*Exercise aim:*
Tell how many lines below include the word "plus". Only the number should appear.

*Supplied records:*
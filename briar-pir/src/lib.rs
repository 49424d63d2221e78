//! MulPir: private information retrieval by index and by keyword.
//!
//! The index engine compresses a batch of one-hot queries into a handful
//! of ciphertexts, expands them on the server with Galois automorphisms,
//! and walks a one- or two-dimensional database hypercube with
//! ciphertext-plaintext and ciphertext-ciphertext inner products. The
//! keyword layer reduces keyword lookup to batched index lookups through
//! cuckoo hashing.

#![warn(missing_docs)]
#![deny(rustdoc::broken_intra_doc_links)]

mod client;
mod database;
mod error;
pub mod keyword;
mod messages;
mod parameter;
mod server;

pub use client::MulPirClient;
pub use database::ProcessedDatabase;
pub use error::{PirError, Result};
pub use messages::{Query, Reply, Response};
pub use parameter::{generate_parameter, IndexPirConfig, IndexPirParameter, KeyCompression};
pub use server::MulPirServer;
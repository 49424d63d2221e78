//! Key-switching, Galois, and relinearization keys.

use std::collections::BTreeMap;
use std::sync::Arc;

use briar_math::add_mod;
use rand::{CryptoRng, RngCore};
use serde::{Deserialize, Serialize};

use crate::bfv::secret_key::SecretKey;
use crate::bfv::BfvContext;
use crate::error::{HeError, Result};
use crate::format::{Coeff, Eval};
use crate::poly::{LazyAccumulator, PolyRq};

/// Which keys a protocol needs the client to publish.
#[derive(Debug, Clone, Default, PartialEq, Eq, Serialize, Deserialize)]
pub struct EvaluationKeyConfig {
	/// Galois elements a key is generated for, sorted and deduplicated.
	pub galois_elements: Vec<u64>,
	/// Whether ciphertext-ciphertext products occur.
	pub has_relinearization_key: bool,
}

impl EvaluationKeyConfig {
	/// A config with sorted, deduplicated elements.
	pub fn new(mut galois_elements: Vec<u64>, has_relinearization_key: bool) -> Self {
		galois_elements.sort_unstable();
		galois_elements.dedup();
		Self {
			galois_elements,
			has_relinearization_key,
		}
	}

	/// The union of two configs.
	pub fn union(&self, other: &Self) -> Self {
		let mut elements = self.galois_elements.clone();
		elements.extend(&other.galois_elements);
		Self::new(
			elements,
			self.has_relinearization_key || other.has_relinearization_key,
		)
	}
}

/// A key switching a polynomial that multiplies some source secret into a
/// regular `(c0, c1)` pair under the current secret.
///
/// One `(b_i, a_i)` pair per RNS modulus: the switched polynomial is
/// decomposed into its residue digits, so the noise each digit contributes
/// stays bounded by its modulus.
pub struct KeySwitchKey {
	context: Arc<BfvContext>,
	b: Vec<PolyRq<Eval>>,
	a: Vec<PolyRq<Eval>>,
}

impl KeySwitchKey {
	/// Generates a key for `source` (the secret the switched polynomial
	/// multiplies, in the evaluation basis).
	pub(crate) fn generate<R: RngCore + CryptoRng>(
		secret_key: &SecretKey,
		source: &PolyRq<Eval>,
		rng: &mut R,
	) -> Result<Self> {
		let context = Arc::clone(secret_key.context());
		let poly_context = context.poly_context();
		let modulus_count = poly_context.modulus_count();
		let mut b = Vec::with_capacity(modulus_count);
		let mut a = Vec::with_capacity(modulus_count);
		for row in 0..modulus_count {
			let a_row = PolyRq::<Eval>::random_uniform(poly_context, rng);
			let error = PolyRq::random_centered_binomial(
				poly_context,
				context.parameters().error_std_dev,
				rng,
			)
			.forward_ntt()?;
			// b_i = -(a_i * s) - e_i, plus the source on residue row i only:
			// the RNS digit decomposition's CRT interpolation constant.
			let mut b_row = a_row.multiply(secret_key.poly());
			b_row.negate_assign();
			b_row.sub_assign(&error);
			let q = poly_context.moduli()[row].value();
			for (slot, &value) in b_row.row_mut(row).iter_mut().zip(source.row(row)) {
				*slot = add_mod(*slot, value, q);
			}
			b.push(b_row);
			a.push(a_row);
		}
		Ok(Self {
			context,
			b,
			a,
		})
	}

	/// Switches `poly` (in the coefficient basis, at the top of the chain),
	/// returning the `(c0, c1)` contribution to add to a ciphertext.
	pub(crate) fn apply(&self, poly: &PolyRq<Coeff>) -> Result<(PolyRq<Coeff>, PolyRq<Coeff>)> {
		let poly_context = self.context.poly_context();
		if poly.context() != poly_context {
			return Err(HeError::PolyContextMismatch);
		}
		let modulus_count = poly_context.modulus_count();
		let mut acc0 = LazyAccumulator::new(poly_context);
		let mut acc1 = LazyAccumulator::new(poly_context);
		for digit in 0..modulus_count {
			// Lift residue row `digit` to the full basis.
			let mut lifted = PolyRq::<Coeff>::zero(poly_context);
			for row in 0..modulus_count {
				let modulus = &poly_context.moduli()[row];
				for (slot, &value) in lifted
					.row_mut(row)
					.iter_mut()
					.zip(poly.row(digit))
				{
					*slot = modulus.reduce(value);
				}
			}
			let lifted = lifted.forward_ntt()?;
			acc0.add_product(&lifted, &self.b[digit]);
			acc1.add_product(&lifted, &self.a[digit]);
		}
		Ok((acc0.into_poly().inverse_ntt()?, acc1.into_poly().inverse_ntt()?))
	}
}

/// The keys a client publishes so the server can evaluate: Galois keys for
/// a set of elements plus an optional relinearization key.
pub struct EvaluationKey {
	galois_keys: BTreeMap<u64, KeySwitchKey>,
	relinearization_key: Option<KeySwitchKey>,
}

impl EvaluationKey {
	/// Generates all keys named by `config`.
	pub fn generate<R: RngCore + CryptoRng>(
		secret_key: &SecretKey,
		config: &EvaluationKeyConfig,
		rng: &mut R,
	) -> Result<Self> {
		let mut galois_keys = BTreeMap::new();
		for &element in &config.galois_elements {
			// The permuted c1 multiplies the permuted secret.
			let source = secret_key.poly().apply_galois(element)?;
			galois_keys.insert(element, KeySwitchKey::generate(secret_key, &source, rng)?);
		}
		let relinearization_key = if config.has_relinearization_key {
			let squared = secret_key.poly().multiply(secret_key.poly());
			Some(KeySwitchKey::generate(secret_key, &squared, rng)?)
		} else {
			None
		};
		tracing::debug!(
			galois_keys = galois_keys.len(),
			relinearization = relinearization_key.is_some(),
			"generated evaluation key"
		);
		Ok(Self {
			galois_keys,
			relinearization_key,
		})
	}

	/// The Galois elements keys exist for.
	pub fn galois_elements(&self) -> impl Iterator<Item = u64> + '_ {
		self.galois_keys.keys().copied()
	}

	/// Whether a key exists for `element`.
	pub fn has_galois_key(&self, element: u64) -> bool {
		self.galois_keys.contains_key(&element)
	}

	/// The key for `element`.
	pub(crate) fn galois_key(&self, element: u64) -> Result<&KeySwitchKey> {
		self.galois_keys
			.get(&element)
			.ok_or(HeError::MissingGaloisKey { element })
	}

	/// The relinearization key.
	pub(crate) fn relinearization_key(&self) -> Result<&KeySwitchKey> {
		self.relinearization_key
			.as_ref()
			.ok_or(HeError::MissingRelinearizationKey)
	}
}

#[cfg(test)]
mod tests {
	use rand::rngs::StdRng;
	use rand::SeedableRng;

	use crate::bfv::{BfvParameters, Plaintext};
	use crate::GaloisElement;

	use super::*;

	fn setup() -> (Arc<BfvContext>, SecretKey, StdRng) {
		let mut rng = StdRng::seed_from_u64(99);
		let context =
			BfvContext::new(BfvParameters::insecure_testing(64, 257, 3).unwrap()).unwrap();
		let secret_key = SecretKey::generate(&context, &mut rng);
		(context, secret_key, rng)
	}

	#[test]
	fn config_union_merges_and_dedups() {
		let first = EvaluationKeyConfig::new(vec![9, 3, 3], false);
		let second = EvaluationKeyConfig::new(vec![3, 127], true);
		let union = first.union(&second);
		assert_eq!(union.galois_elements, vec![3, 9, 127]);
		assert!(union.has_relinearization_key);
	}

	#[test]
	fn galois_rotation_survives_key_switching() {
		let (context, secret_key, mut rng) = setup();
		// Rotating the SIMD columns left by one must shift every slot.
		let values: Vec<u64> = (1..=64).collect();
		let plaintext = Plaintext::encode_simd(&context, &values).unwrap();
		let element = GaloisElement::rotating_columns(-1, 64).unwrap();
		let evaluation_key = EvaluationKey::generate(
			&secret_key,
			&EvaluationKeyConfig::new(vec![element], false),
			&mut rng,
		)
		.unwrap();
		let ciphertext = secret_key.encrypt(&plaintext, &mut rng).unwrap();
		let rotated = ciphertext.apply_galois(element, &evaluation_key).unwrap();
		let decrypted = secret_key.decrypt(&rotated).unwrap();
		let slots = decrypted.decode_simd().unwrap();
		let mut expected: Vec<u64> = (1..=64).collect();
		expected[..32].rotate_left(1);
		expected[32..].rotate_left(1);
		assert_eq!(slots, expected);
	}

	#[test]
	fn row_swap_exchanges_simd_rows() {
		let (context, secret_key, mut rng) = setup();
		let values: Vec<u64> = (1..=64).collect();
		let plaintext = Plaintext::encode_simd(&context, &values).unwrap();
		let element = GaloisElement::swapping_rows(64);
		let evaluation_key = EvaluationKey::generate(
			&secret_key,
			&EvaluationKeyConfig::new(vec![element], false),
			&mut rng,
		)
		.unwrap();
		let ciphertext = secret_key.encrypt(&plaintext, &mut rng).unwrap();
		let swapped = ciphertext.apply_galois(element, &evaluation_key).unwrap();
		let decrypted = secret_key.decrypt(&swapped).unwrap();
		let slots = decrypted.decode_simd().unwrap();
		let expected: Vec<u64> = (33..=64).chain(1..=32).collect();
		assert_eq!(slots, expected);
	}

	#[test]
	fn missing_keys_are_reported() {
		let (_, secret_key, mut rng) = setup();
		let evaluation_key = EvaluationKey::generate(
			&secret_key,
			&EvaluationKeyConfig::new(vec![], false),
			&mut rng,
		)
		.unwrap();
		assert!(matches!(
			evaluation_key.galois_key(3),
			Err(HeError::MissingGaloisKey { element: 3 })
		));
		assert!(matches!(
			evaluation_key.relinearization_key(),
			Err(HeError::MissingRelinearizationKey)
		));
	}
}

*Solution to the exercise:*
2